More Information for Understanding Impact Scores


As you may know, the recent “Enhancing Peer Review” self-study process at NIH led to, among other things, the introduction of bulleted critiques and overall impact scores. We received a lot of feedback on the changes, and a recurring theme was the desire for more information about the impact scores.

In light of this, we have begun asking reviewers to write a paragraph summarizing the factors that informed their overall impact score to supplement the bulleted critiques. This paragraph is included in the summary statements, and I hope you find it useful.

We also initiated a continuous review of the peer review process. You can see a report on the first round of surveys on the OER website.


  1. I have been reviewing NIH proposals for over 20 years. My interpretation of the survey results is that the format of the review form does not matter. My experience is that the most important factor in a valid review is the quality of the reviewers. NIH needs to find a way to reward study section members and listen to their input. Too many well-funded investigators refuse to review proposals but complain loudly if they are not funded. My impression is that most study section members feel that they are fighting a losing battle against the NIH regarding quality review of proposals. The emphasis is more and more on simple metrics and less and less on the quality of the science. The fundamental criterion needs to be impact on the field.

    1. I fully agree with Mr. Fitzpatrick. The consideration of the NIH peer review data being not thorough enough isn’t the real issue. Bulleted critiques and impact scores aside, the fact remains that quality proposals need to be acknowledged in a prompt manner. There needs to be better filtering of proposals so as to be received by the most appropriate investigators.

  2. I have been a continuously funded NIH R01 principal investigator since 1993 and my opinion is that the bulleted critiques are not sufficiently informative. When complicated issues are being addressed in a review, it is simply not possible to reduce the conversation to a simplistic level without leaving the applicant largely unable to fathom what the study section has discussed. What is needed is a summary of the give-and take that the study section discussion led to . I have found that the only way to really know what transpired during the discussion is to get on the phone and contact the study section SRA to ask for additional information. Amazingly enough, this works quite well. I have been able to find out from the SRA what the real problem might have been with a particular grant. I hope you will consider my comments seriously and that you will appreciate that for those of us who spend endless hours preparing a grant proposal, we deserve a more informative response on the part of the reviewers. George G. Holz, Professor of Medicine and Pharmacology, SUNY Upstate Medical University, Syracuse, NY.,

  3. The new scoring system has not been well adopted and as before its adoption the range of scores in many study sections is very narrow. In many cases a rating of 4 or worse is given to a bullet point which has only positives and under negatives the comment is none. That can not be and SROs are unable to correct this situation. Thus it is no wonder that they and POs are less satisfied with the results. In addition with the ordinal system, non reviewing members of the study section are more likely to go with a single “neagative” review even if it is offered by the least informed and expert reviewer.

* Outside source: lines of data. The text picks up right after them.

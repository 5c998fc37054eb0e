// src/error.rs
//! Fetch error taxonomy shared by both collectors.
//!
//! Every variant is transient: the collector logs it, keeps its cached reading,
//! and tries again on the next tick.

use thiserror::Error;

#[derive(Debug, Error)]
pub enum FetchError {
    #[error("executing fetch request: {0}")]
    Transport(String),

    #[error("unexpected status: {0}")]
    Status(u16),

    #[error("decoding response: {0}")]
    Decode(#[from] serde_json::Error),

    #[error("upstream error (code={code}): {message}")]
    Upstream { code: i64, message: String },

    #[error("parsing {field}: {value:?}")]
    Field { field: &'static str, value: String },
}

impl FetchError {
    /// Short label used as the `reason` metric dimension.
    pub fn kind(&self) -> &'static str {
        match self {
            FetchError::Transport(_) => "transport",
            FetchError::Status(_) => "status",
            FetchError::Decode(_) => "decode",
            FetchError::Upstream { .. } => "upstream",
            FetchError::Field { .. } => "field",
        }
    }
}
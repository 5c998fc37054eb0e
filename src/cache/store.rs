// src/cache/store.rs
//! Single-slot cache guarded by a mutex.

use std::sync::{Arc, Mutex, PoisonError};

/// Holds at most one reading. Writers swap in a whole new `Arc`, so readers
/// observe either nothing or a complete snapshot.
#[derive(Debug)]
pub struct CachedValue<T> {
    inner: Mutex<Option<Arc<T>>>,
}

impl<T> CachedValue<T> {
    pub fn empty() -> Self {
        Self {
            inner: Mutex::new(None),
        }
    }

    pub fn read(&self) -> Option<Arc<T>> {
        // A poisoned slot still holds a complete snapshot.
        self.inner
            .lock()
            .unwrap_or_else(PoisonError::into_inner)
            .clone()
    }

    pub fn write(&self, value: T) {
        let fresh = Arc::new(value);
        *self.inner.lock().unwrap_or_else(PoisonError::into_inner) = Some(fresh);
    }
}

impl<T> Default for CachedValue<T> {
    fn default() -> Self {
        Self::empty()
    }
}

#[cfg(test)]
mod tests {
    use super::*;

    #[test]
    fn starts_empty_then_holds_latest_write() {
        let store = CachedValue::empty();
        assert!(store.read().is_none());

        store.write(1u32);
        store.write(2u32);
        assert_eq!(store.read().as_deref(), Some(&2));
    }

    #[test]
    fn old_snapshot_survives_replacement() {
        let store = CachedValue::empty();
        store.write(String::from("first"));
        let held = store.read().unwrap();

        store.write(String::from("second"));
        assert_eq!(held.as_str(), "first");
        assert_eq!(store.read().unwrap().as_str(), "second");
    }

    #[test]
    fn concurrent_readers_see_whole_values() {
        let store = Arc::new(CachedValue::empty());
        store.write((0u64, 0u64));

        let writer = {
            let s = store.clone();
            std::thread::spawn(move || {
                for i in 1..=1000u64 {
                    s.write((i, i * 2));
                }
            })
        };
        let readers: Vec<_> = (0..4)
            .map(|_| {
                let s = store.clone();
                std::thread::spawn(move || {
                    for _ in 0..1000 {
                        let v = s.read().unwrap();
                        assert_eq!(v.1, v.0 * 2);
                    }
                })
            })
            .collect();

        writer.join().unwrap();
        for r in readers {
            r.join().unwrap();
        }
        assert_eq!(*store.read().unwrap(), (1000, 2000));
    }
}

    1. I agree completely with the comments above. I once participated in a review of contracts for NIH and they used a system where unless negative comments were added, you could not take points for that particular item. That forced the reviewers to think more carefully when assigning scores. But the perpetual problem continues: study sections, by design, are risk-averse and do not reward innovation!

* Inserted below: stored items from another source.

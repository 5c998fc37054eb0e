// src/cache/mod.rs
pub mod poller;
pub mod store;

pub use poller::{PollingCache, RefreshOutcome, Source};
pub use store::CachedValue;
// src/shutdown.rs
//! Cooperative cancellation passed from `main` down to the collector loops.

use tokio::sync::watch;

/// Create a linked trigger/signal pair. Signals are cheap to clone.
pub fn channel() -> (ShutdownTrigger, ShutdownSignal) {
    let (tx, rx) = watch::channel(false);
    (ShutdownTrigger { tx }, ShutdownSignal { rx })
}

#[derive(Debug)]
pub struct ShutdownTrigger {
    tx: watch::Sender<bool>,
}

impl ShutdownTrigger {
    pub fn trigger(&self) {
        self.tx.send_replace(true);
    }
}

#[derive(Debug, Clone)]
pub struct ShutdownSignal {
    rx: watch::Receiver<bool>,
}

impl ShutdownSignal {
    /// Resolves once shutdown is triggered or the trigger is dropped.
    pub async fn recv(&mut self) {
        while !*self.rx.borrow_and_update() {
            if self.rx.changed().await.is_err() {
                return;
            }
        }
    }
}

  4. The bulleted critiques are fine. The main issue is the 0-9 scorring system. I served in many pannels and I was surprized to see how easy most of the reviewers jump between numbers. A 10-90 scale will do a much better job.
    10-20 oustanding
    20-30 excellent
    30-40 v good

  5. I am kind of leary of the so-called impact score. It is skewed toward the established scientists and/or institutions. This score is heavily based on the reputation of the PI or the institution. Thus the less knowns are biased.

  6. I am a continuously NIH funded researcher since 1972 and a member of over 50 NIH study sections, including two 4 year stints as a regular member. I have strong feelings about the new peer review initiatives that derived from these experiences as an NIH grant applicant and as a reviewer. The idea of an impact score is a good one, but the 1 to 9 scale is extremely limiting for the reviewer. Having an impact scoring range of 10 to 90 would enable the reviewer to give a more precise evaluation of applications and would spread out the scores. These outcomes should fit in with the CSR’s often stated desire to reduce the “bunching” of scores by study sections.
    The bulleted critiques are faster to write and are useful for some of the headings in the review format (Candidate and Environment). However, they do not allow the reviewer to formulate a meaningful critique of the important sections, ie., Approach, Innovation and Significance, that will be useful to the applicant in a revised application. As a researcher who has been helped by the criticisms raised in grant reviews, I think a major goal of any changes in the review process should be to assist the applicant, ie., to increase the information flowing from the study section to the applicant. It is a worthy aim to make the reviewer’s job easier, but not at the expense of the applicant.

  7. I couldn’t agree more with George Holz. I am a long term investigator who has served on Study Sections as reviewer and chair and I too find the bullet points to be of little use when considering a re-submission. I concur that the SRO and PO can be of great help, but not all are willing or able to provide such information. Besides it should not require such a second step; surely a proper review process should directly inform the applicant.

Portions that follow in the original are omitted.